De pronto abandonó la idea de regresar al Rumah Gadang. Su corazón latía con fuerza, propagando un flujo de voluntad a cada pulsación. Poco importaba el tiempo que aquello exigiera, pero no dejaría la isla siendo pobre. Aún tenía mucho que aprender, tanto por ver.
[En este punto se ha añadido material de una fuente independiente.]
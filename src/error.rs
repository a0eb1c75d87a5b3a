use thiserror::Error;

pub type Result<T> = std::result::Result<T, RestErrorHandleError>;

/// Failures while wiring the error handler itself.
///
/// Errors raised by request handlers never surface as this type; they travel as
/// [`ErrorEvent`](crate::exception::ErrorEvent) and end in a JSON response.
#[derive(Debug, Error)]
pub enum RestErrorHandleError {
    #[error("Dependency not found: {type_name}")]
    DependencyNotFound { type_name: String },

    #[error("Invalid configuration value for {key}: {value}")]
    InvalidConfig { key: String, value: String },

    #[error("Module registration failed: {message}")]
    ModuleRegistrationFailed { message: String },
}

impl RestErrorHandleError {
    pub fn dependency_not_found<T: ?Sized>() -> Self {
        Self::DependencyNotFound {
            type_name: std::any::type_name::<T>().to_string(),
        }
    }
}
use crate::error::{RestErrorHandleError, Result};
use dashmap::DashMap;
use std::env;
use std::sync::Arc;

/// Key/value configuration store, seeded from the process environment.
#[derive(Clone, Default)]
pub struct ConfigService {
    config: Arc<DashMap<String, String>>,
}

impl ConfigService {
    pub fn new() -> Self {
        let service = Self::default();
        for (key, value) in env::vars() {
            service.set(&key, &value);
        }
        service
    }

    /// Build a store from explicit pairs, ignoring the environment.
    pub fn from_pairs<I, K, V>(pairs: I) -> Self
    where
        I: IntoIterator<Item = (K, V)>,
        K: AsRef<str>,
        V: AsRef<str>,
    {
        let service = Self::default();
        for (key, value) in pairs {
            service.set(key.as_ref(), value.as_ref());
        }
        service
    }

    pub fn get(&self, key: &str) -> Option<String> {
        self.config.get(key).map(|v| v.clone())
    }

    pub fn set(&self, key: &str, value: &str) {
        self.config.insert(key.to_string(), value.to_string());
    }
}

/// Settings consulted by the [`ErrorResponder`](crate::exception::ErrorResponder).
#[derive(Debug, Clone, Copy, Default, PartialEq, Eq)]
pub struct ResponderConfig {
    /// Attach the raw error detail to every response under `exception`.
    pub debug: bool,
}

impl ResponderConfig {
    pub const DEBUG_KEY: &'static str = "APP_DEBUG";
    pub const ENV_KEY: &'static str = "APP_ENV";

    pub fn new(debug: bool) -> Self {
        Self { debug }
    }

    /// Read the settings from the process environment.
    pub fn from_env() -> Self {
        Self::from_config(&ConfigService::new())
    }

    /// Like [`try_from_config`](Self::try_from_config), but falls back to
    /// production settings when `APP_DEBUG` holds garbage.
    pub fn from_config(config: &ConfigService) -> Self {
        Self::try_from_config(config).unwrap_or_else(|e| {
            tracing::warn!("{}; debug output disabled", e);
            Self::default()
        })
    }

    /// `APP_DEBUG` decides when set. Otherwise a development `APP_ENV`
    /// (`dev`, `development`, `local`) turns debug output on.
    ///
    /// # Errors
    /// Returns [`RestErrorHandleError::InvalidConfig`] when `APP_DEBUG` is not a
    /// recognised boolean.
    pub fn try_from_config(config: &ConfigService) -> Result<Self> {
        if let Some(value) = config.get(Self::DEBUG_KEY) {
            return parse_flag(&value)
                .map(Self::new)
                .ok_or(RestErrorHandleError::InvalidConfig {
                    key: Self::DEBUG_KEY.to_string(),
                    value,
                });
        }

        let debug = config.get(Self::ENV_KEY).is_some_and(|env| {
            matches!(
                env.trim().to_ascii_lowercase().as_str(),
                "dev" | "development" | "local"
            )
        });
        Ok(Self::new(debug))
    }
}

fn parse_flag(value: &str) -> Option<bool> {
    match value.trim().to_ascii_lowercase().as_str() {
        "1" | "true" | "yes" | "on" => Some(true),
        "0" | "false" | "no" | "off" | "" => Some(false),
        _ => None,
    }
}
Cruzó Pecinan sin detenerse, contento al ver que sus músculos obedecían sin resistencia. Entró en la tienda de efigies, saludando a la dueña al subir al segundo piso. En la habitación estaba Ah Beng, menudo, de negro. Lo miró por encima de su hombro:
—¡Vaya! ¿Ya te largaron?
—Sí.
—¿Has visto? Tan joven y ya con dos accidentes en dos días… ¡Buena cosa! ¿Quieres cenar?
—Sí. Muchas gracias, Ah Beng.
Terminaban de comer cuando Bimo le comentó que volvería a las fábricas de sagú. Pero su amigo se mostró contrariado:
—Ya no trabajo en la frábrica y tú debes descansar… Ignoraste mis indicaciones —le interrumpió abruptamente, al ver que protestaría, con una seriedad que plantó a Bimo en su sitio—. Te advertí que no te sobreexigieras y ahora no descansas, te da fiebre y sobreviviste a una infección.
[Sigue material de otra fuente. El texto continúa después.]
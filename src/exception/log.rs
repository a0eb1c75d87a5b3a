use super::kind::ErrorKind;
use crate::request::RequestSnapshot;
use std::backtrace::Backtrace;

/// Context attached to the error record.
pub struct LogContext<'a> {
    pub kind: ErrorKind,
    pub request: &'a RequestSnapshot,
    pub trace: &'a Backtrace,
}

/// Destination for error records.
///
/// Sinks own their delivery; a failing sink must not bubble anything back
/// into the responder.
pub trait LogSink: Send + Sync + 'static {
    fn error(&self, message: &str, context: &LogContext<'_>);
}

/// Default sink: one `tracing` event at `ERROR` level.
#[derive(Clone, Copy, Default)]
pub struct TracingLogSink;

impl LogSink for TracingLogSink {
    fn error(&self, message: &str, context: &LogContext<'_>) {
        let request = serde_json::to_string(context.request)
            .unwrap_or_else(|e| format!("<unserializable request: {e}>"));
        tracing::error!(
            kind = %context.kind,
            request = %request,
            trace = %context.trace,
            "{}",
            message
        );
    }
}

#[cfg(test)]
mod tests {
    use super::*;

    #[test]
    fn test_tracing_sink_emits_without_panicking() {
        let _ = tracing_subscriber::fmt().with_test_writer().try_init();

        let request = RequestSnapshot::builder().method("GET").uri("/health").build();
        let trace = Backtrace::disabled();
        TracingLogSink.error(
            "Page not exists!",
            &LogContext {
                kind: ErrorKind::Other,
                request: &request,
                trace: &trace,
            },
        );
    }
}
—¿Y qué se supone que haga entonces? Y no me pidas que me gane el techo sin hacer nada—murmuró.
—No tendrás que hacerlo—afirmó Ah Beng, con su mirada siempre solidaria—. ¿Tomarías el empleo de aguador? Con mis bueyes y el carro. No es una ocupación muy boyante, pero en cuanto a alojamiento, no te preocupes, todavía dormirás acá mientras mejoras de situación; después, ya veremos…
Se sabía vivo y volvía a tener trabajo. Bimo se terminó su cena conforme.
A la salida del sol, afuera ya lo esperaban un par de bueyes unidos a un carro y su conductor descalzo, sentado en la parte delantera del carro con un sombrero y una blusa sin mangas. La luz del sol se reflejaba en su piel negra y amoratada.
—Tú, a la cuba.
Bimo miró azorado a Ah Beng y luego a Tan, sin atreverse a acercarse al carro ni a volverse a la casa. Así era el destino: los espadachines no eligen oponentes. El conductor sostuvo el yugo enganchado a los bueyes en una mano y la aguijada en la otra cuando Bimo se trepó por la cuba, aplastándose contra ella para repartir su peso y se quedó inmóvil.
Volvía a tener trabajo.
Amanecía y la ciudad entraba con el mar en el bullicio del día. En algunas calles aún resonaba la asidua algarabía de la noche.